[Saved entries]
******

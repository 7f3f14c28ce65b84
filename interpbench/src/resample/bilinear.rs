use tracing::debug;

use super::Resampler;
use crate::buffer::try_with_capacity;
use crate::{Error, PixelBuffer};

/// Blends the four source pixels surrounding each fractional source position.
///
/// The scale ratio is edge-aligned, `(src - 1) / (new - 1)`, so the first and
/// last destination pixels of every row and column land exactly on the first
/// and last source pixels. The same routine is used for shrinking and growing.
#[derive(Clone, Copy, Debug, Default)]
pub struct Bilinear;

impl Resampler for Bilinear {
    fn name(&self) -> &'static str {
        "Bilinear Interpolation"
    }

    fn resize(
        &self,
        src: &PixelBuffer,
        new_width: usize,
        new_height: usize,
    ) -> Result<PixelBuffer, Error> {
        resize_bilinear(src, new_width, new_height)
    }
}

/// Corner indices and fractional offset along one axis.
#[derive(Clone, Copy, Debug, PartialEq)]
struct AxisSample {
    lo: usize,
    hi: usize,
    frac: f64,
}

impl AxisSample {
    #[inline]
    fn new(index: usize, ratio: f64, len: usize) -> Self {
        let pos = index as f64 * ratio;
        let lo = (pos as usize).min(len - 1);
        // Clamp the second corner on the final row/column.
        let hi = if lo == len - 1 { lo } else { lo + 1 };
        Self {
            lo,
            hi,
            frac: pos - lo as f64,
        }
    }
}

/// Bilinear resize of `src` to `new_width` x `new_height`.
///
/// # Errors
/// - [`Error::InvalidDimensions`] if `new_width <= 1` or `new_height <= 1`;
///   the edge-aligned ratio divides by `new - 1`
/// - [`Error::AllocationFailure`] if the output cannot be allocated
pub fn resize_bilinear(
    src: &PixelBuffer,
    new_width: usize,
    new_height: usize,
) -> Result<PixelBuffer, Error> {
    if new_width <= 1 || new_height <= 1 {
        return Err(Error::InvalidDimensions {
            width: new_width,
            height: new_height,
            reason: "bilinear target must be at least 2x2",
        });
    }

    let (src_w, src_h, channels) = src.dimensions();
    let mut dst = PixelBuffer::zeroed(new_width, new_height, channels)?;

    let x_ratio = (src_w - 1) as f64 / (new_width - 1) as f64;
    let y_ratio = (src_h - 1) as f64 / (new_height - 1) as f64;
    debug!(src_w, src_h, new_width, new_height, x_ratio, y_ratio, "bilinear resize");

    let mut cols = try_with_capacity(new_width)?;
    cols.extend((0..new_width).map(|j| AxisSample::new(j, x_ratio, src_w)));

    let src_samples = src.samples();
    let src_stride = src_w * channels;
    for (i, dst_row) in dst
        .samples_mut()
        .chunks_exact_mut(new_width * channels)
        .enumerate()
    {
        let y = AxisSample::new(i, y_ratio, src_h);
        let top = &src_samples[y.lo * src_stride..(y.lo + 1) * src_stride];
        let bottom = &src_samples[y.hi * src_stride..(y.hi + 1) * src_stride];

        for (dst_px, x) in dst_row.chunks_exact_mut(channels).zip(&cols) {
            let (l, r) = (x.lo * channels, x.hi * channels);
            for (c, out) in dst_px.iter_mut().enumerate() {
                let value = interpolate(
                    x.frac,
                    y.frac,
                    f64::from(top[l + c]),
                    f64::from(top[r + c]),
                    f64::from(bottom[l + c]),
                    f64::from(bottom[r + c]),
                );
                *out = to_u8(value);
            }
        }
    }

    Ok(dst)
}

/// Interpolate along x on the top and bottom rows, then along y.
///
/// `q11`/`q21` are top-left/top-right, `q12`/`q22` bottom-left/bottom-right.
#[inline]
fn interpolate(dx: f64, dy: f64, q11: f64, q21: f64, q12: f64, q22: f64) -> f64 {
    let fx1 = q11 + (q21 - q11) * dx;
    let fx2 = q12 + (q22 - q12) * dx;
    fx1 + (fx2 - fx1) * dy
}

/// Clamp to `[0, 255]` first, then round half up by adding 0.5 and truncating.
/// Swapping the two steps changes results at saturation.
#[inline]
fn to_u8(value: f64) -> u8 {
    (value.clamp(0.0, 255.0) + 0.5) as u8
}

#[cfg(test)]
mod tests {
    use super::*;

    #[test]
    fn test_rejects_degenerate_targets() {
        let src = PixelBuffer::filled(4, 4, 1, 100).unwrap();

        for (w, h) in [(1, 4), (4, 1), (0, 4), (1, 1)] {
            let err = resize_bilinear(&src, w, h).unwrap_err();
            assert!(
                matches!(err, Error::InvalidDimensions { width, height, .. } if width == w && height == h),
                "{w}x{h}: {err:?}"
            );
        }
    }

    #[test]
    fn test_ramp_downscale() {
        let src = PixelBuffer::new(4, 4, 1, [0, 10, 20, 30].repeat(4)).unwrap();

        let out = resize_bilinear(&src, 2, 2).unwrap();
        // x_ratio = 3: columns 0 and 3 are sampled exactly
        assert_eq!(out.samples(), &[0, 30, 0, 30]);
    }

    #[test]
    fn test_midpoint_blend_rounds_half_up() {
        let src = PixelBuffer::new(2, 2, 1, vec![0, 1, 0, 1]).unwrap();
        let out = resize_bilinear(&src, 3, 2).unwrap();

        // Middle column is exactly 0.5, which rounds up.
        assert_eq!(out.samples(), &[0, 1, 1, 0, 1, 1]);
    }

    #[test]
    fn test_corners_preserved_multichannel() {
        let src = PixelBuffer::from_fn(7, 5, 3, |row, col, ch| {
            ((row * 37 + col * 11 + ch * 71) % 256) as u8
        })
        .unwrap();

        for (w, h) in [(2, 2), (3, 9), (13, 4), (21, 15)] {
            let out = resize_bilinear(&src, w, h).unwrap();
            assert_eq!(out.dimensions(), (w, h, 3));
            assert_eq!(out.pixel(0, 0), src.pixel(0, 0));
            assert_eq!(out.pixel(h - 1, w - 1), src.pixel(4, 6));
            assert_eq!(out.pixel(0, w - 1), src.pixel(0, 6));
            assert_eq!(out.pixel(h - 1, 0), src.pixel(4, 0));
        }
    }

    #[test]
    fn test_single_column_source() {
        let src = PixelBuffer::new(1, 2, 1, vec![0, 200]).unwrap();
        let out = resize_bilinear(&src, 3, 3).unwrap();

        assert_eq!(out.samples(), &[0, 0, 0, 100, 100, 100, 200, 200, 200]);
    }

    #[test]
    fn test_axis_sample_clamps_last_index() {
        let last = AxisSample::new(3, 1.0, 4);
        assert_eq!(
            last,
            AxisSample {
                lo: 3,
                hi: 3,
                frac: 0.0
            }
        );

        let inner = AxisSample::new(1, 1.5, 4);
        assert_eq!(inner.lo, 1);
        assert_eq!(inner.hi, 2);
        assert!((inner.frac - 0.5).abs() < 1e-12);
    }

    #[test]
    fn test_to_u8_clamps_before_rounding() {
        assert_eq!(to_u8(-0.4), 0);
        assert_eq!(to_u8(255.3), 255);
        assert_eq!(to_u8(254.5), 255);
        assert_eq!(to_u8(254.49), 254);
        assert_eq!(to_u8(0.5), 1);
    }
}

******

● Work required: Each record must be output exactly, with none omitted.

● Answer to the exercise:
repository 7f3f14c28ce65b84
filename interpbench/src/resample/bilinear.rs
use tracing::debug;

use super::Resampler;
use crate::buffer::try_with_capacity;
use crate::{Error, PixelBuffer};

/// Blends the four source pixels surrounding each fractional source position.
///
/// The scale ratio is edge-aligned, `(src - 1) / (new - 1)`, so the first and
/// last destination pixels of every row and column land exactly on the first
/// and last source pixels. The same routine is used for shrinking and growing.
#[derive(Clone, Copy, Debug, Default)]
pub struct Bilinear;

impl Resampler for Bilinear {
    fn name(&self) -> &'static str {
        "Bilinear Interpolation"
    }

    fn resize(
        &self,
        src: &PixelBuffer,
        new_width: usize,
        new_height: usize,
    ) -> Result<PixelBuffer, Error> {
        resize_bilinear(src, new_width, new_height)
    }
}

/// Corner indices and fractional offset along one axis.
#[derive(Clone, Copy, Debug, PartialEq)]
struct AxisSample {
    lo: usize,
    hi: usize,
    frac: f64,
}

impl AxisSample {
    #[inline]
    fn new(index: usize, ratio: f64, len: usize) -> Self {
        let pos = index as f64 * ratio;
        let lo = (pos as usize).min(len - 1);
        // Clamp the second corner on the final row/column.
        let hi = if lo == len - 1 { lo } else { lo + 1 };
        Self {
            lo,
            hi,
            frac: pos - lo as f64,
        }
    }
}

/// Bilinear resize of `src` to `new_width` x `new_height`.
///
/// # Errors
/// - [`Error::InvalidDimensions`] if `new_width <= 1` or `new_height <= 1`;
///   the edge-aligned ratio divides by `new - 1`
/// - [`Error::AllocationFailure`] if the output cannot be allocated
pub fn resize_bilinear(
    src: &PixelBuffer,
    new_width: usize,
    new_height: usize,
) -> Result<PixelBuffer, Error> {
    if new_width <= 1 || new_height <= 1 {
        return Err(Error::InvalidDimensions {
            width: new_width,
            height: new_height,
            reason: "bilinear target must be at least 2x2",
        });
    }

    let (src_w, src_h, channels) = src.dimensions();
    let mut dst = PixelBuffer::zeroed(new_width, new_height, channels)?;

    let x_ratio = (src_w - 1) as f64 / (new_width - 1) as f64;
    let y_ratio = (src_h - 1) as f64 / (new_height - 1) as f64;
    debug!(src_w, src_h, new_width, new_height, x_ratio, y_ratio, "bilinear resize");

    let mut cols = try_with_capacity(new_width)?;
    cols.extend((0..new_width).map(|j| AxisSample::new(j, x_ratio, src_w)));

    let src_samples = src.samples();
    let src_stride = src_w * channels;
    for (i, dst_row) in dst
        .samples_mut()
        .chunks_exact_mut(new_width * channels)
        .enumerate()
    {
        let y = AxisSample::new(i, y_ratio, src_h);
        let top = &src_samples[y.lo * src_stride..(y.lo + 1) * src_stride];
        let bottom = &src_samples[y.hi * src_stride..(y.hi + 1) * src_stride];

        for (dst_px, x) in dst_row.chunks_exact_mut(channels).zip(&cols) {
            let (l, r) = (x.lo * channels, x.hi * channels);
            for (c, out) in dst_px.iter_mut().enumerate() {
                let value = interpolate(
                    x.frac,
                    y.frac,
                    f64::from(top[l + c]),
                    f64::from(top[r + c]),
                    f64::from(bottom[l + c]),
                    f64::from(bottom[r + c]),
                );
                *out = to_u8(value);
            }
        }
    }

    Ok(dst)
}

/// Interpolate along x on the top and bottom rows, then along y.
///
/// `q11`/`q21` are top-left/top-right, `q12`/`q22` bottom-left/bottom-right.
#[inline]
fn interpolate(dx: f64, dy: f64, q11: f64, q21: f64, q12: f64, q22: f64) -> f64 {
    let fx1 = q11 + (q21 - q11) * dx;
    let fx2 = q12 + (q22 - q12) * dx;
    fx1 + (fx2 - fx1) * dy
}

/// Clamp to `[0, 255]` first, then round half up by adding 0.5 and truncating.
/// Swapping the two steps changes results at saturation.
#[inline]
fn to_u8(value: f64) -> u8 {
    (value.clamp(0.0, 255.0) + 0.5) as u8
}

#[cfg(test)]
mod tests {
    use super::*;

    #[test]
    fn test_rejects_degenerate_targets() {
        let src = PixelBuffer::filled(4, 4, 1, 100).unwrap();

        for (w, h) in [(1, 4), (4, 1), (0, 4), (1, 1)] {
            let err = resize_bilinear(&src, w, h).unwrap_err();
            assert!(
                matches!(err, Error::InvalidDimensions { width, height, .. } if width == w && height == h),
                "{w}x{h}: {err:?}"
            );
        }
    }

    #[test]
    fn test_ramp_downscale() {
        let src = PixelBuffer::new(4, 4, 1, [0, 10, 20, 30].repeat(4)).unwrap();

        let out = resize_bilinear(&src, 2, 2).unwrap();
        // x_ratio = 3: columns 0 and 3 are sampled exactly
        assert_eq!(out.samples(), &[0, 30, 0, 30]);
    }

    #[test]
    fn test_midpoint_blend_rounds_half_up() {
        let src = PixelBuffer::new(2, 2, 1, vec![0, 1, 0, 1]).unwrap();
        let out = resize_bilinear(&src, 3, 2).unwrap();

        // Middle column is exactly 0.5, which rounds up.
        assert_eq!(out.samples(), &[0, 1, 1, 0, 1, 1]);
    }

    #[test]
    fn test_corners_preserved_multichannel() {
        let src = PixelBuffer::from_fn(7, 5, 3, |row, col, ch| {
            ((row * 37 + col * 11 + ch * 71) % 256) as u8
        })
        .unwrap();

        for (w, h) in [(2, 2), (3, 9), (13, 4), (21, 15)] {
            let out = resize_bilinear(&src, w, h).unwrap();
            assert_eq!(out.dimensions(), (w, h, 3));
            assert_eq!(out.pixel(0, 0), src.pixel(0, 0));
            assert_eq!(out.pixel(h - 1, w - 1), src.pixel(4, 6));
            assert_eq!(out.pixel(0, w - 1), src.pixel(0, 6));
            assert_eq!(out.pixel(h - 1, 0), src.pixel(4, 0));
        }
    }

    #[test]
    fn test_single_column_source() {
        let src = PixelBuffer::new(1, 2, 1, vec![0, 200]).unwrap();
        let out = resize_bilinear(&src, 3, 3).unwrap();

        assert_eq!(out.samples(), &[0, 0, 0, 100, 100, 100, 200, 200, 200]);
    }

    #[test]
    fn test_axis_sample_clamps_last_index() {
        let last = AxisSample::new(3, 1.0, 4);
        assert_eq!(
            last,
            AxisSample {
                lo: 3,
                hi: 3,
                frac: 0.0
            }
        );

        let inner = AxisSample::new(1, 1.5, 4);
        assert_eq!(inner.lo, 1);
        assert_eq!(inner.hi, 2);
        assert!((inner.frac - 0.5).abs() < 1e-12);
    }

    #[test]
    fn test_to_u8_clamps_before_rounding() {
        assert_eq!(to_u8(-0.4), 0);
        assert_eq!(to_u8(255.3), 255);
        assert_eq!(to_u8(254.5), 255);
        assert_eq!(to_u8(254.49), 254);
        assert_eq!(to_u8(0.5), 1);
    }
}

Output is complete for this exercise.